The company also believes that FDA approval is absolutely essential to getting broad-based reimbursement and patient buy-in. In order to get there, Conroy said, the firm is planning to conduct a large, population-based randomized study that will include average-risk and higher-risk patients.

"We believe that CancerSeek can be one of the most impactful diagnostic tests ever developed because of its ability to detect asymptomatic people with cancer earlier," he added. The firm will first work with case-control samples to validate the approaches used by the test, he said, then put them together and conduct a larger study in the second half of the year to lock its algorithm before starting an interventional, randomized study next year.

He pointed to the case-control study from which the company published data last September, where it detected 86 percent of cancers, though detection was biased towards later-stage samples.

"As we can see from Cologuard, methylation and mutation are typically not directly overlapping," Conroy noted. "So, there is going to be some improvement there.

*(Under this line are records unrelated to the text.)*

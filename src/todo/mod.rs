//! Todo management for the tracker.
//!
//! This module contains everything related to todos:
//! - The `Todo` model, `TodoBuilder`, and the partial-update type
//! - Database functions for storing, querying, updating, and deleting todos
//! - The HTTP endpoints for listing, creating, updating, and deleting

mod core;
mod create_endpoint;
mod delete_endpoint;
mod list_endpoint;
mod update_endpoint;

pub use core::{Priority, Todo, TodoBuilder, TodoUpdate, create_todo_table, map_todo_row};
pub use create_endpoint::create_todo_endpoint;
pub use delete_endpoint::delete_todo_endpoint;
pub use list_endpoint::list_todos_endpoint;
pub use update_endpoint::update_todo_endpoint;

pub(crate) use core::list_todos;

#[cfg(test)]
pub(crate) use core::create_todo;
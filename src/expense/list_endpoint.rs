//! Defines the endpoint for listing expenses with optional year/month filtering.

use std::sync::{Arc, Mutex};

use axum::{
    Json,
    extract::{FromRef, Query, State},
    response::{IntoResponse, Response},
};
use rusqlite::Connection;
use serde::Deserialize;

use crate::{
    AppState, Error,
    aggregation::filter_by_year_month,
    expense::core::list_expenses,
    timezone,
};

/// The cap on the number of records returned when the client does not give one.
pub const DEFAULT_EXPENSE_LIMIT: usize = 50;

/// The state needed to list expenses.
#[derive(Debug, Clone)]
pub struct ListExpensesState {
    /// The database connection for managing expenses.
    pub db_connection: Arc<Mutex<Connection>>,
    /// The canonical timezone name used for calendar boundaries.
    pub local_timezone: String,
}

impl FromRef<AppState> for ListExpensesState {
    fn from_ref(state: &AppState) -> Self {
        Self {
            db_connection: state.db_connection.clone(),
            local_timezone: state.local_timezone.clone(),
        }
    }
}

/// The query parameters for listing expenses.
///
/// All three are taken as raw strings: a non-numeric `year` or `month`
/// disables filtering and a non-numeric `limit` means the default cap, rather
/// than rejecting the request.
#[derive(Debug, Default, Deserialize)]
pub struct ListExpensesQuery {
    /// The calendar year to filter by.
    #[serde(default)]
    pub year: Option<String>,
    /// The calendar month (1-12) to filter by. Only used together with `year`.
    #[serde(default)]
    pub month: Option<String>,
    /// The maximum number of records to return.
    #[serde(default)]
    pub limit: Option<String>,
}

/// A route handler for listing expenses, newest date first.
///
/// # Panics
///
/// Panics if the lock for the database connection is already held by the same thread.
pub async fn list_expenses_endpoint(
    State(state): State<ListExpensesState>,
    Query(query): Query<ListExpensesQuery>,
) -> Result<Response, Error> {
    let offset = timezone::local_offset(&state.local_timezone)?;

    let year = query.year.and_then(|year| year.parse::<i32>().ok());
    let month = query.month.and_then(|month| month.parse::<u8>().ok());
    let limit = query
        .limit
        .and_then(|limit| limit.parse::<usize>().ok())
        .unwrap_or(DEFAULT_EXPENSE_LIMIT);

    let expenses = {
        let connection = state.db_connection.lock().unwrap();
        list_expenses(&connection)?
    };

    let filtered = filter_by_year_month(&expenses, year, month, limit, offset);

    Ok(Json(filtered).into_response())
}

And we just have to wait to see what that is."

Importantly, he added, multi-cancer screening will be a "game changer" in MRD, and combined with the colon cancer testing market, Exact believes the total addressable market for all three of these diagnostic opportunities is about $60 billion a year.

"Then when you layer on top of it the ability to mine the data, do deep learning on the data, then prompt and make suggestions to oncologists and to patients based upon that combined data, [that's] pretty powerful," Conroy said, pointing to an even longer-term play for the future of cancer diagnostics at Exact.

In the shorter term, the company is also proceeding with its liver cancer test, which is on track to launch in the first half of this year. Exact CFO Jeff Elliott noted that the test is specifically aimed at patients who are at high risk of liver disease — typically, patients with cirrhosis and hepatitis B.

He said the company has deep relationships with the gastroenterologists, health systems, and primary care physicians, and "all of this will come into play in liver disease."

The company is also developing tests for recurrence and a test for therapy selection. "On top of that, I think our team is very, very good at generating the clinical evidence," he said. "That’s so important for getting the early test launched, getting adoption, securing reimbursement, and guidelines."

In notes to investors on Wednesday, analysts seemed excited at the direction Exact is taking. William Blair's Brian Weinstein said while the call didn't contain much incremental information on what the company is planning every three months, "the pieces are slowly coming together and we are clearly picking up on the same increasingly bullish tone and enthusiasm we heard from the management team" when Cologuard was in its infancy.

"We still see an incredibly long runway ahead for Exact, and while there are certainly hurdles to jump over as it expands its presence and capabilities, we believe this team has proved over and over again that faith in the vision and patience as it works through the science and strategy behind the scenes is needed during a period where not much new can be said," he added.

Canaccord Genuity analyst Max Masucci concurred, noting that the big picture for Exact is that Cologuard is less than 6 percent penetrated into the colorectal cancer testing market, and that the company has several clear-cut growth drivers.

"Beyond this," he added, "Exact Sciences is no longer a one-product company, and its success is now pegged to Cologuard alongside the several other compelling tests launching into its market-leading commercial engine over the coming years."